• **TASK DESCRIPTION**:
Using the data below, copy out all lines with the word "Serialize".

##### RECORDS SHOWN

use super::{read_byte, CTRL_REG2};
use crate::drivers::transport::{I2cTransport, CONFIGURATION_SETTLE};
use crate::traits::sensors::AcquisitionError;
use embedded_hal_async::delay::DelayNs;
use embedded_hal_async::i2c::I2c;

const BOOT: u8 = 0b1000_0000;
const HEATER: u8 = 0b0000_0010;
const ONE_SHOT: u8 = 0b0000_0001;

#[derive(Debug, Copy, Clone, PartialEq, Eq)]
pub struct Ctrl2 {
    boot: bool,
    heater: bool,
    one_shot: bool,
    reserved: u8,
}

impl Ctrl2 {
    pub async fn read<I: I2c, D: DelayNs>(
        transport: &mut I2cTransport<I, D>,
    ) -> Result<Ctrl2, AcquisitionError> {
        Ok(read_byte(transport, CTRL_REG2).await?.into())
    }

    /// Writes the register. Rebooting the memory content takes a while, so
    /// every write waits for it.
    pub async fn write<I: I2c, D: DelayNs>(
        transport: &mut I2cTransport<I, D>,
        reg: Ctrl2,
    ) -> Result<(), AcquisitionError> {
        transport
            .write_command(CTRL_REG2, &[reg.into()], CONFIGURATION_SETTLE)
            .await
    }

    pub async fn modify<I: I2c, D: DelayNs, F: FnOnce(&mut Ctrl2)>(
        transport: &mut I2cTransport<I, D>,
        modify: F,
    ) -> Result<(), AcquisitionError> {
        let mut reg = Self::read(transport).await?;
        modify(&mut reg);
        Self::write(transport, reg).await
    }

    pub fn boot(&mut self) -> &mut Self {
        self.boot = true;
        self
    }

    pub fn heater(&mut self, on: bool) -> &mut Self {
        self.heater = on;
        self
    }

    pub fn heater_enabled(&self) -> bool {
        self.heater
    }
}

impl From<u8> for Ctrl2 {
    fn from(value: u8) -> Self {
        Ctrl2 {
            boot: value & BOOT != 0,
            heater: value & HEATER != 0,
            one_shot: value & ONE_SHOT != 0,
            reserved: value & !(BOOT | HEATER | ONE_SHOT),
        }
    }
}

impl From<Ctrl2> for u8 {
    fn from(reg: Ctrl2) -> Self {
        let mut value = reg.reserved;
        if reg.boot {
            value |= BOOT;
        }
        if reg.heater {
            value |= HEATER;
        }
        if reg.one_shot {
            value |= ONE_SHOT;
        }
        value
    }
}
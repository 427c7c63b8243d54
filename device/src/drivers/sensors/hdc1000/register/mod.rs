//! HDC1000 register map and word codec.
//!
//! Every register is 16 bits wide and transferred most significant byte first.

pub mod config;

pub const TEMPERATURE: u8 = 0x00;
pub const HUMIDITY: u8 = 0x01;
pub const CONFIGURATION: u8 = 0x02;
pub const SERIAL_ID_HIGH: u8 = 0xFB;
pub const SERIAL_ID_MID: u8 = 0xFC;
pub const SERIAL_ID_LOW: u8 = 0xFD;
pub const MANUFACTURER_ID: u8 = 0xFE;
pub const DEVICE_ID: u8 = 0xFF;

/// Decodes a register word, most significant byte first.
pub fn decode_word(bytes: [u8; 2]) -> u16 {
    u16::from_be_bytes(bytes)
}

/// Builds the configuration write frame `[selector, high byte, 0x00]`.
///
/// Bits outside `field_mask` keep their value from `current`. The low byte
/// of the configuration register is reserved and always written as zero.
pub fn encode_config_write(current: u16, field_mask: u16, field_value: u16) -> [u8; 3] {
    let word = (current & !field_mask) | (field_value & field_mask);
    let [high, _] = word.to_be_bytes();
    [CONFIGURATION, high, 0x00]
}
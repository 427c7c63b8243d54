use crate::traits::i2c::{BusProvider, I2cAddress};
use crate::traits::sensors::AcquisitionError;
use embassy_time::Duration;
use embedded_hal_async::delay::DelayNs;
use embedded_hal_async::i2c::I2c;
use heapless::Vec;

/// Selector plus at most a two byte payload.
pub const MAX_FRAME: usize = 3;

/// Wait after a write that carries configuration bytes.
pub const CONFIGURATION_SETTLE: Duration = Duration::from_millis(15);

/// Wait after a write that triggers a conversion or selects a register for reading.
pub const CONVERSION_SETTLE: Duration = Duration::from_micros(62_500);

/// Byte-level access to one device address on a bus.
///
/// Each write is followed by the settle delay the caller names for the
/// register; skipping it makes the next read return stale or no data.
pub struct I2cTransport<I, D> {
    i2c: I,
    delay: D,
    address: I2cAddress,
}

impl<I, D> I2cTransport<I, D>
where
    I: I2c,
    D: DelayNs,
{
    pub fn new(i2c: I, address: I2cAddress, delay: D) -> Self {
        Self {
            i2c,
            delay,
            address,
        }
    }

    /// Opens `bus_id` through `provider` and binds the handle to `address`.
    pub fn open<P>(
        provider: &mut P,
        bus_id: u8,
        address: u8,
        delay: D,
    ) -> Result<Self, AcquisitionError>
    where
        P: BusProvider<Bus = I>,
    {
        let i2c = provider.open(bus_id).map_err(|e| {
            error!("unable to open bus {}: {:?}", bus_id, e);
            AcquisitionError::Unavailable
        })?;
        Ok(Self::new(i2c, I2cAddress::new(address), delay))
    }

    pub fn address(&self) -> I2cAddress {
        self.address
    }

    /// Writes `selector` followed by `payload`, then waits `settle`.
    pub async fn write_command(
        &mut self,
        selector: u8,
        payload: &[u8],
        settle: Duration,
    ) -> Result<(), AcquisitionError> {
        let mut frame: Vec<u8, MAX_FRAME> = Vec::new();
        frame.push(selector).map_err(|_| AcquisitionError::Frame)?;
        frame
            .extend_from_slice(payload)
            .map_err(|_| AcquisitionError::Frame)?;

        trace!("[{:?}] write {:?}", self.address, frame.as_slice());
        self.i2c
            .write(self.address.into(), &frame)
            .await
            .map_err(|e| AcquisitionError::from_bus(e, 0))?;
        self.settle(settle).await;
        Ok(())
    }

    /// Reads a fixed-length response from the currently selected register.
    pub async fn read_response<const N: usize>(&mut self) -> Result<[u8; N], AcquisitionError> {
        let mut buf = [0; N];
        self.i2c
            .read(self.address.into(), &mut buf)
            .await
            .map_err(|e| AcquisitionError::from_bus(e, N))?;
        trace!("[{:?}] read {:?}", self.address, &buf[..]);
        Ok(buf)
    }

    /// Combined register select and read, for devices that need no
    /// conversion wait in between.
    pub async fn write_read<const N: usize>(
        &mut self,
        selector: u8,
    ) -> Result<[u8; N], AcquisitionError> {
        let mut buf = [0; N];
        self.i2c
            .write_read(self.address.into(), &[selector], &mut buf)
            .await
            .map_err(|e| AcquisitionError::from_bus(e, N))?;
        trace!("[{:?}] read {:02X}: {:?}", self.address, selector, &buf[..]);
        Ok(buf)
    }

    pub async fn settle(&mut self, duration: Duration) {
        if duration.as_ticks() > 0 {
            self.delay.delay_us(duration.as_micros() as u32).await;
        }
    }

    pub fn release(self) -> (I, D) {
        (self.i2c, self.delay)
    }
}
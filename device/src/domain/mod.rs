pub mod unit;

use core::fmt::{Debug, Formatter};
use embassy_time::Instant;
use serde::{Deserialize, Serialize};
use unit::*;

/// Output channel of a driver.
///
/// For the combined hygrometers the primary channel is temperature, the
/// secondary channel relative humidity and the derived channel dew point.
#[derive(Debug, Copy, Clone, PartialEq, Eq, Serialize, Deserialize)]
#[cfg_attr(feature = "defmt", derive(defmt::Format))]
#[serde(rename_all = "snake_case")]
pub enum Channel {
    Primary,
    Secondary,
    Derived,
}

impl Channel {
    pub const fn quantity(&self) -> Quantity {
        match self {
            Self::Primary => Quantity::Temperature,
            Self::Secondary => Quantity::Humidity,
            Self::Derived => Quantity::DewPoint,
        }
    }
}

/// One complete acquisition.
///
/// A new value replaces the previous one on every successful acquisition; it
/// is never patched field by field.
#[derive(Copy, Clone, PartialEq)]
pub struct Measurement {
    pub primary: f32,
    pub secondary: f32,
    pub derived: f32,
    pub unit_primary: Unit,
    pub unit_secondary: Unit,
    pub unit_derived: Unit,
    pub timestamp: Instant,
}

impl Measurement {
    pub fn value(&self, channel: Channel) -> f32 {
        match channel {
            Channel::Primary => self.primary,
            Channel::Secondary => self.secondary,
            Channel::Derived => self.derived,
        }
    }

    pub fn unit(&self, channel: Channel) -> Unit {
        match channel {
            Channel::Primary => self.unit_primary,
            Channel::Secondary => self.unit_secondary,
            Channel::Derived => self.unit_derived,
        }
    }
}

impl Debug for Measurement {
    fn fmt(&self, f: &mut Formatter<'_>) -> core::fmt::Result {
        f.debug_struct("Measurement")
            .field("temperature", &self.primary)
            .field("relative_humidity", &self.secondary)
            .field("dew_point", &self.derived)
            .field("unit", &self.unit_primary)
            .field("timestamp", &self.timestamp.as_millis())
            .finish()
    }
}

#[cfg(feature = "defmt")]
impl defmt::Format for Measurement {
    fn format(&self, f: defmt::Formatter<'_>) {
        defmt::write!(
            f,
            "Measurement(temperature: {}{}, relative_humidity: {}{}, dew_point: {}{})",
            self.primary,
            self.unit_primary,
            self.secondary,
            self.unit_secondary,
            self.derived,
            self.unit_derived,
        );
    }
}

##########

• **SOLUTION TO THE EXERCISE**:
use serde::{Deserialize, Serialize};
#[derive(Debug, Copy, Clone, PartialEq, Eq, Serialize, Deserialize)]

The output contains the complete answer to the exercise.